§ **Description of the task**: An exact copy of each record is required.

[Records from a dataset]

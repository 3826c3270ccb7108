//! Typed create-instance request.
//!
//! `InstanceSpec` can only be obtained through `InstanceSpecBuilder::build`,
//! which checks every field once. Adapters serialize the validated spec
//! into their own wire format.

use std::collections::BTreeMap;

use serde::{Deserialize, Serialize};

use fleet_core::InstanceTemplate;

use crate::error::{PanelError, PanelResult};
use crate::types::Allocation;

/// Per-instance resource limits.
#[derive(Debug, Clone, PartialEq, Eq, Serialize, Deserialize)]
pub struct ResourceLimits {
    pub memory_mb: u64,
    pub swap_mb: u64,
    pub disk_mb: u64,
    pub io_weight: u32,
    pub cpu_percent: u32,
}

/// A validated create-instance request.
#[derive(Debug, Clone, PartialEq, Eq, Serialize)]
pub struct InstanceSpec {
    name: String,
    owner_user_id: u64,
    egg_id: u64,
    docker_image: String,
    startup: String,
    limits: ResourceLimits,
    environment: BTreeMap<String, String>,
    allocation_port: u16,
    allocation_id: Option<u64>,
}

impl InstanceSpec {
    pub fn builder(name: impl Into<String>) -> InstanceSpecBuilder {
        InstanceSpecBuilder {
            name: name.into(),
            ..InstanceSpecBuilder::default()
        }
    }

    pub fn name(&self) -> &str {
        &self.name
    }

    pub fn owner_user_id(&self) -> u64 {
        self.owner_user_id
    }

    pub fn egg_id(&self) -> u64 {
        self.egg_id
    }

    pub fn docker_image(&self) -> &str {
        &self.docker_image
    }

    pub fn startup(&self) -> &str {
        &self.startup
    }

    pub fn limits(&self) -> &ResourceLimits {
        &self.limits
    }

    pub fn environment(&self) -> &BTreeMap<String, String> {
        &self.environment
    }

    pub fn allocation_port(&self) -> u16 {
        self.allocation_port
    }

    pub fn allocation_id(&self) -> Option<u64> {
        self.allocation_id
    }
}

#[derive(Debug, Clone, Default)]
pub struct InstanceSpecBuilder {
    name: String,
    owner_user_id: u64,
    egg_id: u64,
    docker_image: String,
    startup: String,
    limits: Option<ResourceLimits>,
    environment: BTreeMap<String, String>,
    allocation_port: Option<u16>,
    allocation_id: Option<u64>,
}

impl InstanceSpecBuilder {
    /// Copy image, startup, ownership, limits, and environment from a template.
    pub fn template(mut self, template: &InstanceTemplate) -> Self {
        self.owner_user_id = template.owner_user_id;
        self.egg_id = template.egg_id;
        self.docker_image = template.docker_image.clone();
        self.startup = template.startup.clone();
        self.limits = Some(ResourceLimits {
            memory_mb: template.memory_mb,
            swap_mb: template.swap_mb,
            disk_mb: template.disk_mb,
            io_weight: template.io_weight,
            cpu_percent: template.cpu_percent,
        });
        self.environment.extend(
            template
                .environment
                .iter()
                .map(|(k, v)| (k.clone(), v.clone())),
        );
        self
    }

    pub fn limits(mut self, limits: ResourceLimits) -> Self {
        self.limits = Some(limits);
        self
    }

    pub fn env(mut self, key: impl Into<String>, value: impl Into<String>) -> Self {
        self.environment.insert(key.into(), value.into());
        self
    }

    pub fn allocation_port(mut self, port: u16) -> Self {
        self.allocation_port = Some(port);
        self
    }

    /// Bind to an allocation the panel already confirmed.
    pub fn allocation(mut self, allocation: &Allocation) -> Self {
        self.allocation_port = Some(allocation.port);
        self.allocation_id = allocation.id;
        self
    }

    pub fn build(self) -> PanelResult<InstanceSpec> {
        let invalid = |what: &str| PanelError::new(format!("invalid instance spec: {what}"));

        if self.name.trim().is_empty() {
            return Err(invalid("name is empty"));
        }
        if self.docker_image.trim().is_empty() {
            return Err(invalid("docker image is empty"));
        }
        if self.startup.trim().is_empty() {
            return Err(invalid("startup command is empty"));
        }
        let limits = self.limits.ok_or_else(|| invalid("resource limits missing"))?;
        if limits.memory_mb == 0 || limits.disk_mb == 0 || limits.cpu_percent == 0 {
            return Err(invalid("memory, disk, and cpu limits must be non-zero"));
        }
        let allocation_port = match self.allocation_port {
            Some(port) if port > 0 => port,
            _ => return Err(invalid("allocation port missing")),
        };
        if self.environment.keys().any(|k| k.trim().is_empty()) {
            return Err(invalid("environment variable with empty name"));
        }

        Ok(InstanceSpec {
            name: self.name,
            owner_user_id: self.owner_user_id,
            egg_id: self.egg_id,
            docker_image: self.docker_image,
            startup: self.startup,
            limits,
            environment: self.environment,
            allocation_port,
            allocation_id: self.allocation_id,
        })
    }
}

§ **Solution**:
repository 3826c3270ccb7108
//! Typed create-instance request.
//!
//! `InstanceSpec` can only be obtained through `InstanceSpecBuilder::build`,
//! which checks every field once. Adapters serialize the validated spec
//! into their own wire format.

use std::collections::BTreeMap;

use serde::{Deserialize, Serialize};

use fleet_core::InstanceTemplate;

use crate::error::{PanelError, PanelResult};
use crate::types::Allocation;

/// Per-instance resource limits.
#[derive(Debug, Clone, PartialEq, Eq, Serialize, Deserialize)]
pub struct ResourceLimits {
    pub memory_mb: u64,
    pub swap_mb: u64,
    pub disk_mb: u64,
    pub io_weight: u32,
    pub cpu_percent: u32,
}

/// A validated create-instance request.
#[derive(Debug, Clone, PartialEq, Eq, Serialize)]
pub struct InstanceSpec {
    name: String,
    owner_user_id: u64,
    egg_id: u64,
    docker_image: String,
    startup: String,
    limits: ResourceLimits,
    environment: BTreeMap<String, String>,
    allocation_port: u16,
    allocation_id: Option<u64>,
}

impl InstanceSpec {
    pub fn builder(name: impl Into<String>) -> InstanceSpecBuilder {
        InstanceSpecBuilder {
            name: name.into(),
            ..InstanceSpecBuilder::default()
        }
    }

    pub fn name(&self) -> &str {
        &self.name
    }

    pub fn owner_user_id(&self) -> u64 {
        self.owner_user_id
    }

    pub fn egg_id(&self) -> u64 {
        self.egg_id
    }

    pub fn docker_image(&self) -> &str {
        &self.docker_image
    }

    pub fn startup(&self) -> &str {
        &self.startup
    }

    pub fn limits(&self) -> &ResourceLimits {
        &self.limits
    }

    pub fn environment(&self) -> &BTreeMap<String, String> {
        &self.environment
    }

    pub fn allocation_port(&self) -> u16 {
        self.allocation_port
    }

    pub fn allocation_id(&self) -> Option<u64> {
        self.allocation_id
    }
}

#[derive(Debug, Clone, Default)]
pub struct InstanceSpecBuilder {
    name: String,
    owner_user_id: u64,
    egg_id: u64,
    docker_image: String,
    startup: String,
    limits: Option<ResourceLimits>,
    environment: BTreeMap<String, String>,
    allocation_port: Option<u16>,
    allocation_id: Option<u64>,
}

impl InstanceSpecBuilder {
    /// Copy image, startup, ownership, limits, and environment from a template.
    pub fn template(mut self, template: &InstanceTemplate) -> Self {
        self.owner_user_id = template.owner_user_id;
        self.egg_id = template.egg_id;
        self.docker_image = template.docker_image.clone();
        self.startup = template.startup.clone();
        self.limits = Some(ResourceLimits {
            memory_mb: template.memory_mb,
            swap_mb: template.swap_mb,
            disk_mb: template.disk_mb,
            io_weight: template.io_weight,
            cpu_percent: template.cpu_percent,
        });
        self.environment.extend(
            template
                .environment
                .iter()
                .map(|(k, v)| (k.clone(), v.clone())),
        );
        self
    }

    pub fn limits(mut self, limits: ResourceLimits) -> Self {
        self.limits = Some(limits);
        self
    }

    pub fn env(mut self, key: impl Into<String>, value: impl Into<String>) -> Self {
        self.environment.insert(key.into(), value.into());
        self
    }

    pub fn allocation_port(mut self, port: u16) -> Self {
        self.allocation_port = Some(port);
        self
    }

    /// Bind to an allocation the panel already confirmed.
    pub fn allocation(mut self, allocation: &Allocation) -> Self {
        self.allocation_port = Some(allocation.port);
        self.allocation_id = allocation.id;
        self
    }

    pub fn build(self) -> PanelResult<InstanceSpec> {
        let invalid = |what: &str| PanelError::new(format!("invalid instance spec: {what}"));

        if self.name.trim().is_empty() {
            return Err(invalid("name is empty"));
        }
        if self.docker_image.trim().is_empty() {
            return Err(invalid("docker image is empty"));
        }
        if self.startup.trim().is_empty() {
            return Err(invalid("startup command is empty"));
        }
        let limits = self.limits.ok_or_else(|| invalid("resource limits missing"))?;
        if limits.memory_mb == 0 || limits.disk_mb == 0 || limits.cpu_percent == 0 {
            return Err(invalid("memory, disk, and cpu limits must be non-zero"));
        }
        let allocation_port = match self.allocation_port {
            Some(port) if port > 0 => port,
            _ => return Err(invalid("allocation port missing")),
        };
        if self.environment.keys().any(|k| k.trim().is_empty()) {
            return Err(invalid("environment variable with empty name"));
        }

        Ok(InstanceSpec {
            name: self.name,
            owner_user_id: self.owner_user_id,
            egg_id: self.egg_id,
            docker_image: self.docker_image,
            startup: self.startup,
            limits,
            environment: self.environment,
            allocation_port,
            allocation_id: self.allocation_id,
        })
    }
}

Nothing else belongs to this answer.